Rapid change in head and body shape has accompanied the repeated and independent invasion of oceanic threespine stickleback into freshwater habitats in regions deglaciated approximately 13,000 years ago. Recent research has made clear that phenotypic and genetic divergence can occur in decades. A remaining challenge is to link stickleback genomic architecture to causal genes that underlie shape evolution. To address this we used natural populations of stickleback that colonized freshwater ponds created by the 1964 Alaska earthquake on islands in the Gulf of Alaska and Prince William Sound. These very young populations already show phenotypic and genotypic divergence from their marine ancestors.
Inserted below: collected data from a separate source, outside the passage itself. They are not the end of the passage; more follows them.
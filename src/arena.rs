//! Init-time allocation budget.
//!
//! Core tables (the event pool, module and element contexts, queue storage)
//! are carved out of a fixed byte budget during startup and never freed. The
//! arena is the single gate those allocations pass through: it enforces the
//! budget, refuses anything after it is sealed, and makes exhaustion loud.
//! After startup no further arena traffic is expected; any that occurs is a
//! bug in the caller.

use alloc::boxed::Box;
use alloc::vec::Vec;
use core::mem;

use crate::error::{FwkError, FwkResult};

/// Bump-accounting allocator for init-time tables.
///
/// There is no deallocation. Exhaustion is reported as [`FwkError::NoMemory`]
/// and logged at error severity; the lifecycle driver treats it as fatal.
pub struct Arena {
    capacity: usize,
    used: usize,
    sealed: bool,
}

impl Arena {
    /// Creates an arena with a budget of `capacity` bytes.
    pub fn new(capacity: usize) -> Self {
        Self {
            capacity,
            used: 0,
            sealed: false,
        }
    }

    /// Total budget in bytes.
    pub fn capacity(&self) -> usize {
        self.capacity
    }

    /// Bytes consumed so far.
    pub fn used(&self) -> usize {
        self.used
    }

    /// Bytes still available.
    pub fn remaining(&self) -> usize {
        self.capacity - self.used
    }

    fn charge(&mut self, bytes: usize) -> FwkResult {
        if self.sealed {
            error!("arena allocation of {bytes} bytes after seal");
            return Err(FwkError::State);
        }
        if bytes > self.remaining() {
            error!(
                "arena exhausted: {bytes} bytes requested, {} remaining of {}",
                self.remaining(),
                self.capacity
            );
            return Err(FwkError::NoMemory);
        }
        self.used += bytes;
        Ok(())
    }

    /// Allocates a zero-state slice of `count` items of `T`.
    pub fn alloc_slice<T: Default>(&mut self, count: usize) -> FwkResult<Box<[T]>> {
        self.charge(count * mem::size_of::<T>())?;
        let mut v = Vec::with_capacity(count);
        v.resize_with(count, T::default);
        Ok(v.into_boxed_slice())
    }

    /// Charges the budget for `count` items of `T` held in an external
    /// fixed-capacity container (queue rings, context vectors).
    pub fn reserve<T>(&mut self, count: usize) -> FwkResult {
        self.charge(count * mem::size_of::<T>())
    }

    /// Seals the arena. All later allocations fail with
    /// [`FwkError::State`].
    pub fn seal(&mut self) {
        self.sealed = true;
        debug!(
            "arena sealed: {} of {} bytes used",
            self.used, self.capacity
        );
    }
}
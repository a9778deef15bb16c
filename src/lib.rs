#![no_std]

//! # Module-and-event runtime framework
//!
//! This crate is the core runtime of a system-control firmware platform:
//! a cooperatively-scheduled, single-threaded engine that brings a closed
//! set of statically-declared modules through a phased lifecycle and then
//! multiplexes their work over a bounded event pool. It is designed for
//! `no_std` microcontroller-class targets and uses the `alloc` crate for
//! init-time table allocation only.
//!
//! ## Architecture
//!
//! The runtime is organized in layers, leaves first:
//!
//! ### Core infrastructure
//! - [`EntityId`]: typed identifier naming modules, elements, sub-elements,
//!   APIs, events and notifications, with the kind encoded in the value
//! - [`Arena`]: init-time allocation budget with bump accounting; no free,
//!   exhaustion is fatal
//! - [`SlotQueue`]: index queues over the event pool backing every list in
//!   the framework
//!
//! ### Event engine
//! - [`Event`] / [`LightEvent`]: the unit of queued work, with inline
//!   params and the request/response cookie
//! - [`EventPool`]: bounded descriptor slab; its free list and
//!   interrupt-posted queue are the only structures shared with interrupt
//!   handlers
//! - [`EventSender`]: detached, interrupt-safe posting handle
//!
//! ### Module model
//! - [`Module`]: the hook trait every module implements
//! - [`ModuleDesc`] / [`ModuleConfig`] / [`ElementDesc`]: static
//!   declaration of a module, its elements and their configuration
//! - [`Runtime`]: the owning value: lifecycle driver, dispatcher,
//!   notification fan-out and the main loop
//!
//! ### Platform
//! - [`Arch`]: the contract the runtime requires from the interrupt and
//!   CPU layer; [`SoftArch`] implements it in software for hosted tests
//!
//! ## Execution model
//!
//! One logical thread runs the main loop; interrupt handlers may preempt it
//! only to post events through an [`EventSender`]. The dispatcher drains
//! the runnable queue, then promotes interrupt-posted events one at a time,
//! and suspends the CPU once everything is idle and the log is flushed.
//! Within one context, delivery is strictly FIFO.
//!
//! ## Example
//!
//! ```rust,ignore
//! use modfwk::{
//!     EntityId, Event, Module, ModuleConfig, ModuleDesc, ModuleKind,
//!     Runtime, RuntimeConfig, SoftArch,
//! };
//!
//! let arch = alloc::sync::Arc::new(SoftArch::new());
//! let mut rt = Runtime::new(arch, RuntimeConfig::new().with_event_capacity(8));
//!
//! rt.add_module(
//!     ModuleDesc::new("clock", ModuleKind::Hal).with_event_count(1),
//!     ModuleConfig::new(),
//!     Box::new(ClockModule::new()),
//! )?;
//!
//! rt.start()?;
//! rt.run();
//! ```

extern crate alloc;
#[macro_use]
extern crate log;

mod arch;
mod arena;
mod error;
mod event;
mod id;
mod lifecycle;
mod module;
mod notify;
mod pool;
mod queue;
mod runtime;

pub use arch::{Arch, CriticalSection, InterruptState, IsrHandler, SoftArch};
pub use arena::Arena;
pub use error::{FwkError, FwkResult};
pub use event::{EVENT_PARAMS_SIZE, Event, EventParams, LightEvent};
pub use id::{EntityId, IdKind};
pub use lifecycle::{BIND_ROUND_COUNT, ModuleState, RuntimePhase};
pub use module::{
    ApiHandle, ConfigValue, ElementDesc, ElementGenerator, ElementSource, EntityCounts, Module,
    ModuleConfig, ModuleDesc, ModuleKind, TableMeta,
};
pub use notify::Subscription;
pub use pool::{EventPool, EventSender};
pub use queue::{SlotIndex, SlotQueue};
pub use runtime::{CoreStats, Runtime, RuntimeConfig};
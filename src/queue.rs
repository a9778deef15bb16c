//! Slot queues over the event pool.
//!
//! The event pool is a fixed, index-addressable slab, so every queue in the
//! framework, from the free list to the delayed-response lists, is a queue
//! of slot indices. Moving a descriptor between
//! queues is an index move: O(1), allocation-free once the ring is reserved,
//! and a descriptor can trivially be checked for membership.

use alloc::collections::VecDeque;

/// Index of a descriptor slot in the event pool.
pub type SlotIndex = usize;

/// FIFO of event-pool slot indices.
///
/// Backed by a pre-reserved ring; steady-state push/pop never allocates as
/// long as the queue holds at most the reserved capacity (which the pool
/// guarantees, since only pool indices circulate).
#[derive(Debug, Default)]
pub struct SlotQueue {
    ring: VecDeque<SlotIndex>,
}

impl SlotQueue {
    /// Creates an empty queue.
    pub fn new() -> Self {
        Self {
            ring: VecDeque::new(),
        }
    }

    /// Creates an empty queue with room for `capacity` indices.
    pub fn with_capacity(capacity: usize) -> Self {
        Self {
            ring: VecDeque::with_capacity(capacity),
        }
    }

    /// Pushes an index at the head (front) of the queue.
    pub fn push_head(&mut self, idx: SlotIndex) {
        self.ring.push_front(idx);
    }

    /// Pushes an index at the tail of the queue.
    pub fn push_tail(&mut self, idx: SlotIndex) {
        self.ring.push_back(idx);
    }

    /// Pops the index at the head of the queue.
    pub fn pop_head(&mut self) -> Option<SlotIndex> {
        self.ring.pop_front()
    }

    /// Removes `idx` from wherever it sits in the queue.
    ///
    /// Returns `true` if the index was present.
    pub fn remove(&mut self, idx: SlotIndex) -> bool {
        if let Some(pos) = self.ring.iter().position(|&i| i == idx) {
            let _ = self.ring.remove(pos);
            true
        } else {
            false
        }
    }

    /// Whether `idx` is currently queued.
    pub fn contains(&self, idx: SlotIndex) -> bool {
        self.ring.iter().any(|&i| i == idx)
    }

    /// Whether the queue is empty.
    pub fn is_empty(&self) -> bool {
        self.ring.is_empty()
    }

    /// Number of queued indices.
    pub fn len(&self) -> usize {
        self.ring.len()
    }

    /// Iterates the queued indices in FIFO order.
    pub fn iter(&self) -> impl Iterator<Item = SlotIndex> + '_ {
        self.ring.iter().copied()
    }
}
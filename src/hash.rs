use std::fmt;

use image::RgbImage;

/// 处理后图片内容的 blake3 摘要，用作去重键
#[derive(Debug, Clone, Copy, PartialEq, Eq, Hash)]
pub struct ContentHash(blake3::Hash);

impl ContentHash {
    /// 计算处理后（格式转换、缩放之后）的像素内容哈希
    ///
    /// 宽高也参与计算，避免不同尺寸但像素字节相同的图片冲突
    pub fn of_image(image: &RgbImage) -> Self {
        let mut hasher = blake3::Hasher::new();
        hasher.update(&image.width().to_le_bytes());
        hasher.update(&image.height().to_le_bytes());
        hasher.update(image.as_raw());
        Self(hasher.finalize())
    }

    /// 十六进制字符串，数据库中以此形式保存
    pub fn to_hex(&self) -> String {
        self.0.to_hex().to_string()
    }

    /// 十六进制的前 8 位，用于生成文件名
    pub fn short(&self) -> String {
        let mut hex = self.to_hex();
        hex.truncate(8);
        hex
    }
}

impl fmt::Display for ContentHash {
    fn fmt(&self, f: &mut fmt::Formatter<'_>) -> fmt::Result {
        f.write_str(&self.0.to_hex())
    }
}

#[cfg(test)]
mod tests {
    use image::Rgb;

    use super::*;

    #[test]
    fn test_hash_deterministic() {
        let img = RgbImage::from_fn(8, 8, |x, y| Rgb([x as u8, y as u8, 0]));
        assert_eq!(ContentHash::of_image(&img), ContentHash::of_image(&img.clone()));
    }

    #[test]
    fn test_hash_pixel_sensitive() {
        let a = RgbImage::from_pixel(8, 8, Rgb([1, 2, 3]));
        let mut b = a.clone();
        b.put_pixel(7, 7, Rgb([1, 2, 4]));
        assert_ne!(ContentHash::of_image(&a), ContentHash::of_image(&b));
    }

    #[test]
    fn test_hash_includes_dimensions() {
        // 两张图片像素字节完全一致，只是宽高不同
        let a = RgbImage::from_pixel(4, 2, Rgb([9, 9, 9]));
        let b = RgbImage::from_pixel(2, 4, Rgb([9, 9, 9]));
        assert_eq!(a.as_raw(), b.as_raw());
        assert_ne!(ContentHash::of_image(&a), ContentHash::of_image(&b));
    }

    #[test]
    fn test_hex_format() {
        let hash = ContentHash::of_image(&RgbImage::new(1, 1));
        assert_eq!(hash.to_hex().len(), 64);
        assert_eq!(hash.short().len(), 8);
        assert!(hash.to_hex().starts_with(&hash.short()));
        assert_eq!(hash.to_string(), hash.to_hex());
    }
}
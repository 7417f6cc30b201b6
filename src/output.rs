use std::fs::{self, File};
use std::io::{self, BufRead, BufReader, BufWriter, ErrorKind, Write};
use std::path::{Path, PathBuf};

use anyhow::{Context, Result};
use chrono::Local;
use log::{info, warn};
use serde_json::json;

use crate::config::Config;
use crate::searcher::{RankedResult, Ranking};

/// 写入结果文件时相似度保留的小数位数
const SIMILARITY_PRECISION: i32 = 6;

/// 将搜索结果保存到以时间命名的目录中
///
/// 每次搜索生成 `<时间>/<名称>.json`、`<时间>/<名称>.jpg` 和 `<时间>/<名称>.jsonl`
pub struct ResultWriter {
    base: PathBuf,
}

impl ResultWriter {
    pub fn new<P: Into<PathBuf>>(base: P) -> Self {
        Self { base: base.into() }
    }

    /// 保存一次搜索的结果，返回新建的目录
    pub fn write(&self, name: &str, ranking: &Ranking, config: &Config) -> Result<PathBuf> {
        let dir = self.create_output_dir()?;

        let snapshot = dir.join(format!("{}.json", name));
        fs::write(&snapshot, serde_json::to_vec_pretty(&config.snapshot())?)
            .with_context(|| format!("无法写入文件: {}", snapshot.display()))?;

        let top = ranking.top();
        let image = dir.join(format!("{}.jpg", name));
        match fs::copy(&top.file_path, &image) {
            Ok(_) => {}
            Err(e) if e.kind() == ErrorKind::NotFound => {
                warn!("最相似的图片已不存在，跳过复制: {}", top.file_path);
            }
            Err(e) => {
                return Err(e).with_context(|| format!("无法复制图片: {}", top.file_path));
            }
        }

        let results = dir.join(format!("{}.jsonl", name));
        write_results(&results, ranking.results())
            .with_context(|| format!("无法写入文件: {}", results.display()))?;

        info!("搜索结果已保存到: {}", dir.display());
        Ok(dir)
    }

    /// 创建以当前时间命名的目录，同名目录已存在时依次添加 `-1`、`-2` 后缀
    fn create_output_dir(&self) -> Result<PathBuf> {
        fs::create_dir_all(&self.base)
            .with_context(|| format!("无法创建目录: {}", self.base.display()))?;
        let stamp = Local::now().format("%Y%m%d-%H%M%S").to_string();
        claim_dir(&self.base, &stamp)
    }
}

fn claim_dir(base: &Path, stamp: &str) -> Result<PathBuf> {
    let mut path = base.join(stamp);
    for i in 1.. {
        match fs::create_dir(&path) {
            Ok(()) => break,
            Err(e) if e.kind() == ErrorKind::AlreadyExists => {
                path = base.join(format!("{}-{}", stamp, i));
            }
            Err(e) => return Err(e).with_context(|| format!("无法创建目录: {}", path.display())),
        }
    }
    Ok(path)
}

fn round(value: f32) -> f64 {
    let scale = 10f64.powi(SIMILARITY_PRECISION);
    (value as f64 * scale).round() / scale
}

fn write_results(path: &Path, results: &[RankedResult]) -> io::Result<()> {
    let mut writer = BufWriter::new(File::create(path)?);
    for result in results {
        let line = json!({
            "rank": result.rank,
            "similarity": round(result.similarity),
            "file_name": result.file_name,
            "file_path": result.file_path,
        });
        serde_json::to_writer(&mut writer, &line)?;
        writer.write_all(b"\n")?;
    }
    writer.flush()
}

/// 读取 `.jsonl` 结果文件
pub fn read_results<P: AsRef<Path>>(path: P) -> Result<Vec<RankedResult>> {
    let path = path.as_ref();
    let file = File::open(path).with_context(|| format!("无法打开文件: {}", path.display()))?;
    let mut results = vec![];
    for (i, line) in BufReader::new(file).lines().enumerate() {
        let line = line?;
        if line.trim().is_empty() {
            continue;
        }
        let result = serde_json::from_str(&line)
            .with_context(|| format!("{} 第 {} 行格式错误", path.display(), i + 1))?;
        results.push(result);
    }
    Ok(results)
}
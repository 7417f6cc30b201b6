#![allow(dead_code)]

use std::fs;
use std::path::{Path, PathBuf};

use anyhow::Result;
use image::{Rgb, RgbImage};
use serde_json::json;

/// 参考图片：名称与主色调
pub const FRUITS: [(&str, [u8; 3]); 3] =
    [("apple", [220, 20, 30]), ("banana", [240, 220, 40]), ("grapes", [110, 40, 140])];

/// 生成一张带轻微渐变的纯色图片，避免所有像素完全相同
pub fn fruit_image(color: [u8; 3]) -> RgbImage {
    RgbImage::from_fn(48, 40, |x, y| {
        let shade = ((x + y) % 8) as u8;
        Rgb([color[0].saturating_sub(shade), color[1].saturating_sub(shade), color[2]])
    })
}

/// 测试用的工作目录，包含参考图片与配置文件
pub struct Workspace {
    pub root: PathBuf,
    pub images: PathBuf,
    pub processed: PathBuf,
    pub output: PathBuf,
    pub store: PathBuf,
    pub config: PathBuf,
}

impl Workspace {
    pub fn create(root: &Path) -> Result<Self> {
        let ws = Self {
            root: root.to_path_buf(),
            images: root.join("images"),
            processed: root.join("processed"),
            output: root.join("output"),
            store: root.join("store.db"),
            config: root.join("config.json"),
        };
        fs::create_dir_all(&ws.images)?;
        for (name, color) in FRUITS {
            fruit_image(color).save(ws.images.join(format!("{}.png", name)))?;
        }
        ws.write_config(json!({}))?;
        Ok(ws)
    }

    /// 写入配置文件，`extra` 中的字段会覆盖默认值
    pub fn write_config(&self, extra: serde_json::Value) -> Result<()> {
        let mut config = json!({
            "source-directory": self.images,
            "processed-directory": self.processed,
            "output-directory": self.output,
            "device": "cpu",
            "model-name": "histogram-4",
            "embedding-dimension": 64,
            "resize-width": 32,
            "resize-height": 32,
            "sqlite-path": self.store,
        });
        if let (Some(map), Some(extra)) = (config.as_object_mut(), extra.as_object()) {
            map.extend(extra.clone());
        }
        fs::write(&self.config, serde_json::to_vec_pretty(&config)?)?;
        Ok(())
    }

    pub fn image(&self, name: &str) -> PathBuf {
        self.images.join(format!("{}.png", name))
    }

    /// 输出目录下生成的所有结果目录
    pub fn output_dirs(&self) -> Result<Vec<PathBuf>> {
        if !self.output.exists() {
            return Ok(vec![]);
        }
        let mut dirs = fs::read_dir(&self.output)?
            .map(|entry| entry.map(|e| e.path()))
            .collect::<Result<Vec<_>, _>>()?;
        dirs.sort();
        Ok(dirs)
    }
}
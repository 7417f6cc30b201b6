use std::path::PathBuf;

use thiserror::Error;

/// 配置文件错误
#[derive(Debug, Error)]
pub enum ConfigError {
    #[error("无法读取配置文件 {path}: {source}")]
    Read { path: PathBuf, source: std::io::Error },
    #[error("配置文件格式错误: {0}")]
    Parse(#[from] serde_json::Error),
    #[error("配置文件缺少字段: {}", .0.join(", "))]
    MissingFields(Vec<&'static str>),
    #[error("配置字段 `{field}` 无效: {reason}")]
    Invalid { field: &'static str, reason: String },
}

/// 相似度搜索错误
#[derive(Debug, Error, PartialEq)]
pub enum SearchError {
    /// 数据库中没有任何可供比较的记录
    #[error("数据库中没有可供比较的图片")]
    EmptyStore,
    #[error("记录 {id} 的向量维度为 {actual}，期望 {expected}")]
    DimensionMismatch { id: i64, expected: usize, actual: usize },
}
use std::panic::AssertUnwindSafe;

use clap::Parser;
use futures::FutureExt;
use log::{error, warn};

use embsearch::error::SearchError;
use embsearch::shutdown::{Shutdown, listen_signals};
use embsearch::{Config, Opts, SearchSession, cli};

/// 搜索时数据库为空
const EXIT_EMPTY_STORE: i32 = 2;
const EXIT_PANIC: i32 = 101;

#[tokio::main]
async fn main() {
    env_logger::Builder::from_env(env_logger::Env::default().default_filter_or("info")).init();

    let opts = Opts::parse();
    let code = run(opts).await;
    // 不等待阻塞在标准输入上的读取任务
    std::process::exit(code);
}

async fn run(opts: Opts) -> i32 {
    let config = match Config::load(&opts.env) {
        Ok(config) => config,
        Err(e) => {
            error!("{}", e);
            return 1;
        }
    };

    let shutdown = Shutdown::new();
    if let Err(e) = listen_signals(shutdown.clone()) {
        error!("无法注册信号处理: {:#}", e);
        return 1;
    }

    let cleanup = config.cleanup_on_exit && !opts.no_cleanup;
    let session = match SearchSession::open(config, cleanup).await {
        Ok(session) => session,
        Err(e) => {
            error!("{:#}", e);
            return 1;
        }
    };

    let result = AssertUnwindSafe(cli::run(&opts, &session, &shutdown)).catch_unwind().await;
    session.close().await;

    match result {
        Ok(Ok(())) => {
            if shutdown.is_triggered() {
                warn!("程序被中断");
            }
            0
        }
        Ok(Err(e)) => match e.downcast_ref::<SearchError>() {
            Some(SearchError::EmptyStore) => {
                error!("{}", e);
                EXIT_EMPTY_STORE
            }
            _ => {
                error!("{:#}", e);
                1
            }
        },
        Err(_) => {
            error!("程序异常退出");
            EXIT_PANIC
        }
    }
}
We used a large dataset of single nucleotide polymorphisms (SNPs) generated via RAD-seq to determine patterns of linkage disequilibrium (LD) in a network analysis of loci across the genome. We compared these genomic patterns with loci found to be associated with phenotypic variation identified with a genome wide association (GWA) approach. These analyses uncover several unique clusters of loci in LD which suggests that multiple evolutionary phenomena, i.e. chromosomal inversions, selection, admixture or epistatic fitness interactions, create local and widespread LD patterns in the stickleback genome. Furthermore, the LD patterns help to interpret our GWA findings and suggest that rapid phenotypic evolution may be underlain by many loci across the genome but that these loci significantly covary because of LD. The young stickleback populations present a rare opportunity to link rapid phenotypic evolution and the genomic architecture that shapes it in a natural context.